- [What is expected]: From the data that follows, copy every line holding the string "limit".

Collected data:
________________________________________

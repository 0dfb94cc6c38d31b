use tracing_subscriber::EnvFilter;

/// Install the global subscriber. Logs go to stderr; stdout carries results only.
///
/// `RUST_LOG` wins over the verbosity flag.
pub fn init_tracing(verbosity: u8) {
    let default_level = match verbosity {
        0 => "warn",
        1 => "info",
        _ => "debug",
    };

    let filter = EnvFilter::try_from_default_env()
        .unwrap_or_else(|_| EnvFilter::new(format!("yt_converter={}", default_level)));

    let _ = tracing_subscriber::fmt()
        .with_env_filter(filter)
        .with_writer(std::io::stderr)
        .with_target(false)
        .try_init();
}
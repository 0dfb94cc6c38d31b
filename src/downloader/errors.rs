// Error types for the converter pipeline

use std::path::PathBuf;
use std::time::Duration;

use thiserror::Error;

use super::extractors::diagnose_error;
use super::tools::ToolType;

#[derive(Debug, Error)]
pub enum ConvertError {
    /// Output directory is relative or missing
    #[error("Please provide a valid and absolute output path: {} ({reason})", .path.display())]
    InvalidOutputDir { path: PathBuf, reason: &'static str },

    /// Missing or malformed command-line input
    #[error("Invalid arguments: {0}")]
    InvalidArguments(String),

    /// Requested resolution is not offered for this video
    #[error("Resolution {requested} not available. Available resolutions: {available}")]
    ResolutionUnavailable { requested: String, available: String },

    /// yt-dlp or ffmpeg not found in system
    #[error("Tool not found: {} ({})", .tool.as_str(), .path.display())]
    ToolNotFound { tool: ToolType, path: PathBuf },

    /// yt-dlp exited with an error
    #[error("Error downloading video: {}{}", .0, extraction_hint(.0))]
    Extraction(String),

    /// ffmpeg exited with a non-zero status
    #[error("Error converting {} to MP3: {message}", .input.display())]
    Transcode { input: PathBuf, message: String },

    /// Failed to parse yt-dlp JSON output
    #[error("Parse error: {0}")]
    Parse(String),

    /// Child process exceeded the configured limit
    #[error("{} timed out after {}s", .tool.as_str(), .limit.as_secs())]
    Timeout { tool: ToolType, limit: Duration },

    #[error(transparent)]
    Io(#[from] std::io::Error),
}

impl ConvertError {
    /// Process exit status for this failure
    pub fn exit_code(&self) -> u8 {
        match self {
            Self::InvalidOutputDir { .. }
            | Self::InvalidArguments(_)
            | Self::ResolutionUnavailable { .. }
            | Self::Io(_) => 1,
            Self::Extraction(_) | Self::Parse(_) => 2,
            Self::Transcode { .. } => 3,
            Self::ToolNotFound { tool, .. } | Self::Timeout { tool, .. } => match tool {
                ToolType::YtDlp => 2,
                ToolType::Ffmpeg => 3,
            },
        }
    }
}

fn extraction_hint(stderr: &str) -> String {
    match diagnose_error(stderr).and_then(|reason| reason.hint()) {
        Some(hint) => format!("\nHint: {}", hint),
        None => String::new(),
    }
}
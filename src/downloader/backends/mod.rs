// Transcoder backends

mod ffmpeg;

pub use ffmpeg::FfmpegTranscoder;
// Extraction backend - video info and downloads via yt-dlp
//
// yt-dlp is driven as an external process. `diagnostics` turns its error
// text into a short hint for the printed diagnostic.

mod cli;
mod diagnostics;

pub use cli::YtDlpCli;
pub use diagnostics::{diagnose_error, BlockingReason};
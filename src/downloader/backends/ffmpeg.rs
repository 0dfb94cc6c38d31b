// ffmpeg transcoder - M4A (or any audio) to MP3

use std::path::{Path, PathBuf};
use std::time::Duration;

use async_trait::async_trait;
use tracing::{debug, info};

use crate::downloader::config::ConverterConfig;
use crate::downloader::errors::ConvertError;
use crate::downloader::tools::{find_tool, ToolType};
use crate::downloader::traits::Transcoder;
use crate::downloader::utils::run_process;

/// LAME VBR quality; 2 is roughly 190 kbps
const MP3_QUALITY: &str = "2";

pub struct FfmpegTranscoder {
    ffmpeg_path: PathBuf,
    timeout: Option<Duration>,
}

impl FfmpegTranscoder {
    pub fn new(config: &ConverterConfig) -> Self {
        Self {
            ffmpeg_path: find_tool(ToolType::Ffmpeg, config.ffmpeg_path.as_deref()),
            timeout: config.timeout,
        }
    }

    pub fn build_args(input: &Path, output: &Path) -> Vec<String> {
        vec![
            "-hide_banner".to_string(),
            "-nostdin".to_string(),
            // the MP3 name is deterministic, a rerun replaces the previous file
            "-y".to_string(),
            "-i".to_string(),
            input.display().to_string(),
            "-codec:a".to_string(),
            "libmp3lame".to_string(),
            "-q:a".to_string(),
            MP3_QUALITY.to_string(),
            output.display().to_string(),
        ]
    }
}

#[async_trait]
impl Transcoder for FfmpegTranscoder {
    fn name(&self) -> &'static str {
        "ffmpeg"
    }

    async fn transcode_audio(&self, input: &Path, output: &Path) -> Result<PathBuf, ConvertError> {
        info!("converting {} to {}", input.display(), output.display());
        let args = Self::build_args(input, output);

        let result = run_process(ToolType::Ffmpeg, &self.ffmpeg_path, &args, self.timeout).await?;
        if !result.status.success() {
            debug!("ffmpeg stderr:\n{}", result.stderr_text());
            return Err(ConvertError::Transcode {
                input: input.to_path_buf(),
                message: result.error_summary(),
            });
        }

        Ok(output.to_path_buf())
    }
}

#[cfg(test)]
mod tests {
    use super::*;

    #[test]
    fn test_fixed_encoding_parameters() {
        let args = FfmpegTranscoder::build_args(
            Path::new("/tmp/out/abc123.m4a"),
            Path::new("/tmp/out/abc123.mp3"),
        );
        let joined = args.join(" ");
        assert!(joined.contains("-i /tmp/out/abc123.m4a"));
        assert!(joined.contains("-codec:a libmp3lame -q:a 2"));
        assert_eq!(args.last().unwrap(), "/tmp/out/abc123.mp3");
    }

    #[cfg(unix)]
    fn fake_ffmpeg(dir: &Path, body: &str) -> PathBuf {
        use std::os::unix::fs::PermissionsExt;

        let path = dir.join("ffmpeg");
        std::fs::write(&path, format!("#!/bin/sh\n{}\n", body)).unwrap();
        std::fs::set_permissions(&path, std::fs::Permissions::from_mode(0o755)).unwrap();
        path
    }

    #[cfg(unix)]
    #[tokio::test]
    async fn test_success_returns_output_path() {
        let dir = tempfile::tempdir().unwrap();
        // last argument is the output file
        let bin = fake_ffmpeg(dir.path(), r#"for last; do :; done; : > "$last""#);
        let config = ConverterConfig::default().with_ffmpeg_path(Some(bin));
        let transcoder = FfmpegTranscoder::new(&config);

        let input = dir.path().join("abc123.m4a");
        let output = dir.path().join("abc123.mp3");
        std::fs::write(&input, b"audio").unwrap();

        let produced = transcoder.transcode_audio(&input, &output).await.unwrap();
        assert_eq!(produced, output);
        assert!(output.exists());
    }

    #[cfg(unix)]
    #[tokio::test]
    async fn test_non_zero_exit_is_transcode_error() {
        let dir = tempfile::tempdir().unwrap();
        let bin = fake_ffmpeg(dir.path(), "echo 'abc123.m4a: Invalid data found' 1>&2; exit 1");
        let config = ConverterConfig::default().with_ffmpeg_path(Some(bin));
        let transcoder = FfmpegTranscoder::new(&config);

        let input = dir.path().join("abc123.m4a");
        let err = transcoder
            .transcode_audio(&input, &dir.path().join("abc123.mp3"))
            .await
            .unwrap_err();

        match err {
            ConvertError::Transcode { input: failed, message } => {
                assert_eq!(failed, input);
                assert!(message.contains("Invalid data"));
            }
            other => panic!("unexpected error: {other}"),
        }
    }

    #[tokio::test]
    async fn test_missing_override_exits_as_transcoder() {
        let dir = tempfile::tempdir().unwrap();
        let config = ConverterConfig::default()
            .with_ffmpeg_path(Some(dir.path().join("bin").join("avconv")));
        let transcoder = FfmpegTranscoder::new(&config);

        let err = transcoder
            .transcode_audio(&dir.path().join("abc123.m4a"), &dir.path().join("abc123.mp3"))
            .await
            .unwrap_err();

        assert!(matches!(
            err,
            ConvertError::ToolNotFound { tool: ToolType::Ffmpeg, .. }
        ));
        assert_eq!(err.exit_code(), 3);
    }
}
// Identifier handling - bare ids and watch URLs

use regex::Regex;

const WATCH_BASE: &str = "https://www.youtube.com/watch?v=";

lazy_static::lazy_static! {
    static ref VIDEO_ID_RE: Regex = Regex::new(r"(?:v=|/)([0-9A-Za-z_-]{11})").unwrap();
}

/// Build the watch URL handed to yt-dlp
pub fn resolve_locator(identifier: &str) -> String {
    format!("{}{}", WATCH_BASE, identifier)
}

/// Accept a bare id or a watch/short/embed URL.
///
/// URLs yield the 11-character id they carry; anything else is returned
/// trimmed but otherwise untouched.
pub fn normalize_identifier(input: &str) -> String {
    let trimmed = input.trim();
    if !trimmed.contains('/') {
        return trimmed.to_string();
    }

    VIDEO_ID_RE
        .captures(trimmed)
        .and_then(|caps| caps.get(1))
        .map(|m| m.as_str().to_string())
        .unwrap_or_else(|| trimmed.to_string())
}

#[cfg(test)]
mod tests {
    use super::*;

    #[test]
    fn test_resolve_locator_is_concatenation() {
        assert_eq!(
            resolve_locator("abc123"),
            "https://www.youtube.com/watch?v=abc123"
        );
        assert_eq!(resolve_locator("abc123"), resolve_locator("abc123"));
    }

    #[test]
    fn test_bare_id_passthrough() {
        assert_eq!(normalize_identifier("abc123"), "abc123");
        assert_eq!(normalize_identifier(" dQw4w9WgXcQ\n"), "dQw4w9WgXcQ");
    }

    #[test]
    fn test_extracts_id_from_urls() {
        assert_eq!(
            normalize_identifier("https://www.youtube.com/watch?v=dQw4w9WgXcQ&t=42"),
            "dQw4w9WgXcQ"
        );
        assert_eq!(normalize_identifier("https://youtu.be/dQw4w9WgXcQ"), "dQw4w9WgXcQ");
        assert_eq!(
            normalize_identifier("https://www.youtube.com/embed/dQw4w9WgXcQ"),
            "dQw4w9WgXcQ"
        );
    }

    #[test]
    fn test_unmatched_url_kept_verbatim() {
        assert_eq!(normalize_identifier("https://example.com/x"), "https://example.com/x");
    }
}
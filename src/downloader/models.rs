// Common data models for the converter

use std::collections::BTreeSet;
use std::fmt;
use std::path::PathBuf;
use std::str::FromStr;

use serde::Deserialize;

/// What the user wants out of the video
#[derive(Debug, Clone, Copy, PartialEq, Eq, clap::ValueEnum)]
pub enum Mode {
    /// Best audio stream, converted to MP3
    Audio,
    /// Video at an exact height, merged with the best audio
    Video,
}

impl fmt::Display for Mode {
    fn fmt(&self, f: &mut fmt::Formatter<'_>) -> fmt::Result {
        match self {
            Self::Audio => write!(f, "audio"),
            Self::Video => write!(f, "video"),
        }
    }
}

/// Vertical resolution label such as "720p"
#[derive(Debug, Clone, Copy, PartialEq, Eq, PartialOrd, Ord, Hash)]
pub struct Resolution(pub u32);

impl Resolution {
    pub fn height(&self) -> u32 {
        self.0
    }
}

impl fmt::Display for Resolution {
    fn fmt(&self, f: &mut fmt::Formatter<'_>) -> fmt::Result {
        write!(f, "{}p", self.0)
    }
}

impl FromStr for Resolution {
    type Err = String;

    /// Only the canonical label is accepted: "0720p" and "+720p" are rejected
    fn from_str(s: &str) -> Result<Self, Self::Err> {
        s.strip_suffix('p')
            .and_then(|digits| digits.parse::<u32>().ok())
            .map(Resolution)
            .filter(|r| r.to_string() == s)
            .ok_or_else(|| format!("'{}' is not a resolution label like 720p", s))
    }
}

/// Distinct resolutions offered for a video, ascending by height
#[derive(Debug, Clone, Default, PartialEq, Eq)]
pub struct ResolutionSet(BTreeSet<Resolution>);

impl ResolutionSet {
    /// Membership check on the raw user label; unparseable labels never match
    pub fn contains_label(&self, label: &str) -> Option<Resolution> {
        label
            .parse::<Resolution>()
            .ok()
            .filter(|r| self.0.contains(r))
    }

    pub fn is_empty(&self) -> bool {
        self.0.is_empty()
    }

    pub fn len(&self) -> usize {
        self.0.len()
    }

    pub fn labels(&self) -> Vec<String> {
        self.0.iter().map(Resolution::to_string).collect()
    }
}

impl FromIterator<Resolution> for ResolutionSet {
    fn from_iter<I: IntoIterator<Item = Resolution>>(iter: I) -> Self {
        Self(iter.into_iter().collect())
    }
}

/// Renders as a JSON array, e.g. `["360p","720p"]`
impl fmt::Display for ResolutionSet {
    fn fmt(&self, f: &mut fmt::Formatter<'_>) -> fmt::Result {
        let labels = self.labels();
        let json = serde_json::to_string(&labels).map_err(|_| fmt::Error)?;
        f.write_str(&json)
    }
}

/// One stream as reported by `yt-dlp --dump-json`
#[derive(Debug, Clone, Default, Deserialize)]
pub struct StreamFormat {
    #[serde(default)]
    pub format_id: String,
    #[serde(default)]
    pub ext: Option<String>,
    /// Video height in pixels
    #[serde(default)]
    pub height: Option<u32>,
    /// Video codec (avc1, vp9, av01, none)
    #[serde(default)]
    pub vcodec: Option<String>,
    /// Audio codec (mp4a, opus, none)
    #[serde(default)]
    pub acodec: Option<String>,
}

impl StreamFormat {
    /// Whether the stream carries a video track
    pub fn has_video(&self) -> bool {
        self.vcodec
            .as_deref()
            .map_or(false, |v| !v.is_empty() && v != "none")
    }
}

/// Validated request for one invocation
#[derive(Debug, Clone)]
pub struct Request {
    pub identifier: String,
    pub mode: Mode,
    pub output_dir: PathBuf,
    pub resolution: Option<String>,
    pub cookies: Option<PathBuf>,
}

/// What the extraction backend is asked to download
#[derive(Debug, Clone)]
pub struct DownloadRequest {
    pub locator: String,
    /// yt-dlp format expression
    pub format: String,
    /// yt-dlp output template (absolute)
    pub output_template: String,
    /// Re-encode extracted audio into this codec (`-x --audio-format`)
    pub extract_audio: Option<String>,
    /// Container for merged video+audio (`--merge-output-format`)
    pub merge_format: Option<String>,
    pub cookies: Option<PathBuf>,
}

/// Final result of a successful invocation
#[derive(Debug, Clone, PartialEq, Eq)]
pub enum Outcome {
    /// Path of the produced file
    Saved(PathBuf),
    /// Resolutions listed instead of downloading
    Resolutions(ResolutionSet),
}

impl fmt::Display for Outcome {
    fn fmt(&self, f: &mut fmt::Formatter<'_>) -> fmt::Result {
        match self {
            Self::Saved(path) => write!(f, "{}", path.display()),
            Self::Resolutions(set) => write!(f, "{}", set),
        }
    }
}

________________________________________

- [Solution]:
    /// Child process exceeded the configured limit
    #[error("{} timed out after {}s", .tool.as_str(), .limit.as_secs())]
    Timeout { tool: ToolType, limit: Duration },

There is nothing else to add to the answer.